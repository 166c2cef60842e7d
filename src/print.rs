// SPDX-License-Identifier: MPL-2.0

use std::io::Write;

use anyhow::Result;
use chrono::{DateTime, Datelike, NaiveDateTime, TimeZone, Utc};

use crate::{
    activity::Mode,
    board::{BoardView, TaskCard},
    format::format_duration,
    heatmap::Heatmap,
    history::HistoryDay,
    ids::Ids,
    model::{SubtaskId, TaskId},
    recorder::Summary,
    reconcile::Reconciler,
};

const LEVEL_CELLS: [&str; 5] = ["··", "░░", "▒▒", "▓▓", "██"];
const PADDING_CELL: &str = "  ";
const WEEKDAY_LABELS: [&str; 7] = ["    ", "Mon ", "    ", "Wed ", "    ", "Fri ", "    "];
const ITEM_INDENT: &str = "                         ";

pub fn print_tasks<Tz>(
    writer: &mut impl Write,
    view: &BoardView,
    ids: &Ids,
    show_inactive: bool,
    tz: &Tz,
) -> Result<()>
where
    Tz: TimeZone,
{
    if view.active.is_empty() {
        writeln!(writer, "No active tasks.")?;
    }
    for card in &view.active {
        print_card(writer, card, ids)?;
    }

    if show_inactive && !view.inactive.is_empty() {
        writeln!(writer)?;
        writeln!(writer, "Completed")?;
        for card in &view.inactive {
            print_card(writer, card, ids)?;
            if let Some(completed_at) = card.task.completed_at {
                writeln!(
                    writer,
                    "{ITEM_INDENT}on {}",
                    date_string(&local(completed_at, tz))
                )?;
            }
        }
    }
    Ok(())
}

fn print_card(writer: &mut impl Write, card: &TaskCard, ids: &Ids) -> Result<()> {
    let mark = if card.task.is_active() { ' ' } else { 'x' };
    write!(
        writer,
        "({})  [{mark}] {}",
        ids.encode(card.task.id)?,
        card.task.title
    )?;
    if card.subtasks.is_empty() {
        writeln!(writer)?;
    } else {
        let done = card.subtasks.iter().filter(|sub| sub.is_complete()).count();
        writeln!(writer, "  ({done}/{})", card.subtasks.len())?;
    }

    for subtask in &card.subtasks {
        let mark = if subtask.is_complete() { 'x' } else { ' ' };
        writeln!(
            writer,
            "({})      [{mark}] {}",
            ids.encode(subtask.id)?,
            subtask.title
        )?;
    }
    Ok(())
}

◆ ◆ ◆ ◆ ◆

**What is expected:**
Repeat all of the data exactly. Include every line.

**Exercise output:**
repository 166c2cef60842e7d
filename src/print.rs
// SPDX-License-Identifier: MPL-2.0

use std::io::Write;

use anyhow::Result;
use chrono::{DateTime, Datelike, NaiveDateTime, TimeZone, Utc};

use crate::{
    activity::Mode,
    board::{BoardView, TaskCard},
    format::format_duration,
    heatmap::Heatmap,
    history::HistoryDay,
    ids::Ids,
    model::{SubtaskId, TaskId},
    recorder::Summary,
    reconcile::Reconciler,
};

const LEVEL_CELLS: [&str; 5] = ["··", "░░", "▒▒", "▓▓", "██"];
const PADDING_CELL: &str = "  ";
const WEEKDAY_LABELS: [&str; 7] = ["    ", "Mon ", "    ", "Wed ", "    ", "Fri ", "    "];
const ITEM_INDENT: &str = "                         ";

pub fn print_tasks<Tz>(
    writer: &mut impl Write,
    view: &BoardView,
    ids: &Ids,
    show_inactive: bool,
    tz: &Tz,
) -> Result<()>
where
    Tz: TimeZone,
{
    if view.active.is_empty() {
        writeln!(writer, "No active tasks.")?;
    }
    for card in &view.active {
        print_card(writer, card, ids)?;
    }

    if show_inactive && !view.inactive.is_empty() {
        writeln!(writer)?;
        writeln!(writer, "Completed")?;
        for card in &view.inactive {
            print_card(writer, card, ids)?;
            if let Some(completed_at) = card.task.completed_at {
                writeln!(
                    writer,
                    "{ITEM_INDENT}on {}",
                    date_string(&local(completed_at, tz))
                )?;
            }
        }
    }
    Ok(())
}

fn print_card(writer: &mut impl Write, card: &TaskCard, ids: &Ids) -> Result<()> {
    let mark = if card.task.is_active() { ' ' } else { 'x' };
    write!(
        writer,
        "({})  [{mark}] {}",
        ids.encode(card.task.id)?,
        card.task.title
    )?;
    if card.subtasks.is_empty() {
        writeln!(writer)?;
    } else {
        let done = card.subtasks.iter().filter(|sub| sub.is_complete()).count();
        writeln!(writer, "  ({done}/{})", card.subtasks.len())?;
    }

    for subtask in &card.subtasks {
        let mark = if subtask.is_complete() { 'x' } else { ' ' };
        writeln!(
            writer,
            "({})      [{mark}] {}",
            ids.encode(subtask.id)?,
            subtask.title
        )?;
    }
    Ok(())
}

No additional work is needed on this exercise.